Monday, September 26, 2016

Obituaries are an underused source of information

When I started working on my genealogy, I knew nothing but my grandparents names, I didn't know them, The very first thing I did was to read my grandmothers obituary in the newspaper. It was not a lot of help but my grandfathers was much more useful. 

When you don't know the siblings of your ancestors, reading an obituary is one way to get their names. Often obituaries list the siblings, both those who are living and those who are deceased. It also givies the married names of the females which is a big help. 

Obituaries of course, are not a primary source. There is no telling who gave the information to the newspaper, it might have been a child or a bereaved spouse. Some will have incomplete information and some may be downright wrong but they are fascinating to read, especially in the Victorian and Edwardian eras. They are very flowery and you will learn a lot about the funeral service, flowers and what church they attended if any. 

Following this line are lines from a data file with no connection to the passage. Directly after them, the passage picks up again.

//! Local validation of the order forms, run before any request is sent.

use super::aggregate::AgriSalesOrder;
use super::requests::{
    CompleteOrderRequest, CreateOrderDto, DispatchMode, DispatchRequest, PaymentMode,
    PaymentRequest, SalesReturnRequest,
};
use crate::shared::phone::is_valid_mobile;
use thiserror::Error;

#[derive(Debug, Clone, PartialEq, Error)]
pub enum FormError {
    #[error("{0} is required")]
    Required(&'static str),
    #[error("{0} must be a valid 10-digit mobile number")]
    InvalidMobile(&'static str),
    #[error("{0} must be greater than zero")]
    NotPositive(&'static str),
    #[error("Amount exceeds the outstanding balance of {balance:.2}")]
    ExceedsBalance { balance: f64 },
    #[error("Return quantity for {order} cannot exceed {max}")]
    ExceedsQuantity { order: String, max: f64 },
    #[error("Upload at least one receipt photo for {0} payments")]
    ReceiptRequired(&'static str),
    #[error("Select at least one order")]
    NoOrders,
}

fn blank(value: &Option<String>) -> bool {
    value.as_deref().map(str::trim).unwrap_or("").is_empty()
}

pub fn validate_create(dto: &CreateOrderDto) -> Result<(), FormError> {
    if dto.customer_name.trim().is_empty() {
        return Err(FormError::Required("Customer name"));
    }
    if !is_valid_mobile(&dto.customer_mobile) {
        return Err(FormError::InvalidMobile("Customer mobile"));
    }
    if dto.product_name.trim().is_empty() {
        return Err(FormError::Required("Product"));
    }
    if dto.quantity <= 0.0 {
        return Err(FormError::NotPositive("Quantity"));
    }
    if dto.rate <= 0.0 {
        return Err(FormError::NotPositive("Rate"));
    }
    if let Some(advance) = dto.advance_amount {
        if advance < 0.0 {
            return Err(FormError::NotPositive("Advance"));
        }
        if advance > dto.computed_total() {
            return Err(FormError::ExceedsBalance {
                balance: dto.computed_total(),
            });
        }
    }
    Ok(())
}

/// Gate for the payment submit button
pub fn payment_can_submit(mode: Option<PaymentMode>, amount: f64, photo_count: usize) -> bool {
    let Some(mode) = mode else {
        return false;
    };
    if amount <= 0.0 {
        return false;
    }
    !mode.requires_receipt() || photo_count > 0
}

pub fn validate_payment(req: &PaymentRequest, balance: f64) -> Result<(), FormError> {
    if req.amount <= 0.0 {
        return Err(FormError::NotPositive("Amount"));
    }
    if balance > 0.0 && req.amount > balance + f64::EPSILON {
        return Err(FormError::ExceedsBalance { balance });
    }
    if req.payment_date.trim().is_empty() {
        return Err(FormError::Required("Payment date"));
    }
    if req.mode_of_payment.requires_receipt() && req.receipt_photos.is_empty() {
        return Err(FormError::ReceiptRequired(req.mode_of_payment.display_name()));
    }
    Ok(())
}

pub fn validate_dispatch(req: &DispatchRequest) -> Result<(), FormError> {
    if req.order_ids.is_empty() {
        return Err(FormError::NoOrders);
    }
    match req.dispatch_mode {
        DispatchMode::Vehicle => {
            if blank(&req.vehicle_number) && blank(&req.vehicle_id) {
                return Err(FormError::Required("Vehicle number"));
            }
            if blank(&req.driver_name) {
                return Err(FormError::Required("Driver name"));
            }
            if blank(&req.driver_mobile) {
                return Err(FormError::Required("Driver mobile"));
            }
            if !is_valid_mobile(req.driver_mobile.as_deref().unwrap_or("")) {
                return Err(FormError::InvalidMobile("Driver mobile"));
            }
        }
        DispatchMode::Courier => {
            if blank(&req.courier_name) {
                return Err(FormError::Required("Courier name"));
            }
            if blank(&req.courier_tracking_id) {
                return Err(FormError::Required("Tracking id"));
            }
            if !blank(&req.courier_contact)
                && !is_valid_mobile(req.courier_contact.as_deref().unwrap_or(""))
            {
                return Err(FormError::InvalidMobile("Courier contact"));
            }
        }
    }
    Ok(())
}

pub fn validate_complete(
    req: &CompleteOrderRequest,
    orders: &[AgriSalesOrder],
) -> Result<(), FormError> {
    if req.order_ids.is_empty() {
        return Err(FormError::NoOrders);
    }
    let mut any_return = false;
    for (order_id, qty) in &req.return_quantities {
        if *qty < 0.0 {
            return Err(FormError::NotPositive("Return quantity"));
        }
        if let Some(order) = orders.iter().find(|o| &o.id == order_id) {
            if *qty > order.quantity {
                return Err(FormError::ExceedsQuantity {
                    order: order.order_number.clone(),
                    max: order.quantity,
                });
            }
        }
        any_return |= *qty > 0.0;
    }
    if any_return && blank(&req.return_reason) {
        return Err(FormError::Required("Return reason"));
    }
    Ok(())
}

pub fn validate_sales_return(
    req: &SalesReturnRequest,
    order: &AgriSalesOrder,
) -> Result<(), FormError> {
    if req.return_quantity <= 0.0 {
        return Err(FormError::NotPositive("Return quantity"));
    }
    let max = order.returnable_quantity();
    if req.return_quantity > max {
        return Err(FormError::ExceedsQuantity {
            order: order.order_number.clone(),
            max,
        });
    }
    if let Some(adjustments) = &req.payment_adjustments {
        for adj in adjustments {
            if adj.amount <= 0.0 {
                return Err(FormError::NotPositive("Adjustment amount"));
            }
            if adj.reason.trim().is_empty() {
                return Err(FormError::Required("Adjustment reason"));
            }
        }
    }
    Ok(())
}

#[cfg(test)]
mod tests {
    use super::super::requests::{AdjustmentType, PaymentAdjustment};
    use super::*;

    fn payment(mode: PaymentMode, photos: usize) -> PaymentRequest {
        PaymentRequest {
            amount: 500.0,
            mode_of_payment: mode,
            payment_date: "2026-10-19".into(),
            reference_number: None,
            receipt_photos: (0..photos).map(|i| format!("https://cdn/r{}.jpg", i)).collect(),
            notes: None,
        }
    }

    #[test]
    fn test_upi_gated_on_receipt_photo() {
        assert!(!payment_can_submit(Some(PaymentMode::Upi), 500.0, 0));
        assert!(payment_can_submit(Some(PaymentMode::Upi), 500.0, 1));
    }

    #[test]
    fn test_cash_and_neft_need_no_photo() {
        assert!(payment_can_submit(Some(PaymentMode::Cash), 500.0, 0));
        assert!(payment_can_submit(Some(PaymentMode::Neft), 500.0, 0));
        assert!(!payment_can_submit(None, 500.0, 0));
        assert!(!payment_can_submit(Some(PaymentMode::Cash), 0.0, 0));
    }

    #[test]
    fn test_validate_payment() {
        assert_eq!(
            validate_payment(&payment(PaymentMode::Upi, 0), 1000.0),
            Err(FormError::ReceiptRequired("UPI"))
        );
        assert!(validate_payment(&payment(PaymentMode::Upi, 1), 1000.0).is_ok());
        assert_eq!(
            validate_payment(&payment(PaymentMode::Cash, 0), 100.0),
            Err(FormError::ExceedsBalance { balance: 100.0 })
        );
    }

    #[test]
    fn test_validate_create() {
        let mut dto = CreateOrderDto {
            customer_name: "Ramesh".into(),
            customer_mobile: "98765".into(),
            product_name: "Soybean seed".into(),
            quantity: 2.0,
            rate: 1500.0,
            ..Default::default()
        };
        assert_eq!(
            validate_create(&dto),
            Err(FormError::InvalidMobile("Customer mobile"))
        );
        dto.customer_mobile = "9876543210".into();
        assert!(validate_create(&dto).is_ok());
        dto.advance_amount = Some(5000.0);
        assert!(matches!(validate_create(&dto), Err(FormError::ExceedsBalance { .. })));
    }

    #[test]
    fn test_validate_dispatch_vehicle() {
        let mut req = DispatchRequest::new(vec!["o1".into()], DispatchMode::Vehicle);
        assert_eq!(validate_dispatch(&req), Err(FormError::Required("Vehicle number")));
        req.vehicle_number = Some("MH11 AB 1234".into());
        req.driver_name = Some("Suresh".into());
        req.driver_mobile = Some("12345".into());
        assert_eq!(
            validate_dispatch(&req),
            Err(FormError::InvalidMobile("Driver mobile"))
        );
        req.driver_mobile = Some("9876543210".into());
        assert!(validate_dispatch(&req).is_ok());
    }

    #[test]
    fn test_validate_dispatch_courier() {
        let mut req = DispatchRequest::new(vec!["o1".into()], DispatchMode::Courier);
        req.courier_name = Some("DTDC".into());
        assert_eq!(validate_dispatch(&req), Err(FormError::Required("Tracking id")));
        req.courier_tracking_id = Some("D1".into());
        assert!(validate_dispatch(&req).is_ok());
        assert_eq!(
            validate_dispatch(&DispatchRequest::new(vec![], DispatchMode::Courier)),
            Err(FormError::NoOrders)
        );
    }

    fn dispatched_order() -> AgriSalesOrder {
        AgriSalesOrder {
            id: "o1".into(),
            order_number: "ASO-1".into(),
            quantity: 10.0,
            returned_quantity: 4.0,
            ..Default::default()
        }
    }

    #[test]
    fn test_validate_complete() {
        let orders = vec![dispatched_order()];
        let mut req = CompleteOrderRequest {
            order_ids: vec!["o1".into()],
            ..Default::default()
        };
        assert!(validate_complete(&req, &orders).is_ok());
        req.return_quantities.insert("o1".into(), 2.0);
        assert_eq!(
            validate_complete(&req, &orders),
            Err(FormError::Required("Return reason"))
        );
        req.return_reason = Some("Damaged bags".into());
        assert!(validate_complete(&req, &orders).is_ok());
        req.return_quantities.insert("o1".into(), 11.0);
        assert!(matches!(
            validate_complete(&req, &orders),
            Err(FormError::ExceedsQuantity { .. })
        ));
    }

    #[test]
    fn test_validate_sales_return() {
        let order = dispatched_order();
        let mut req = SalesReturnRequest {
            return_quantity: 7.0,
            ..Default::default()
        };
        assert!(matches!(
            validate_sales_return(&req, &order),
            Err(FormError::ExceedsQuantity { .. })
        ));
        req.return_quantity = 6.0;
        assert!(validate_sales_return(&req, &order).is_ok());
        req.payment_adjustments = Some(vec![PaymentAdjustment {
            amount: 300.0,
            adjustment_type: AdjustmentType::Refund,
            reason: String::new(),
            notes: None,
        }]);
        assert_eq!(
            validate_sales_return(&req, &order),
            Err(FormError::Required("Adjustment reason"))
        );
    }
}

You will also see where they were buried. 

I began at the local library and spent many fruitful hours pouring over old newspaper films. It is hard work but it is also very rewarding. 


  1. Great article. You are so right that some obituaries have incomplete or inaccurate information. Sometimes that is intentional because of family feuds.

    1. I am sure that is true, it is also true that often times the person who is giving the information doesn't know the facts. It makes obituaries interesting and informative but not primary sources.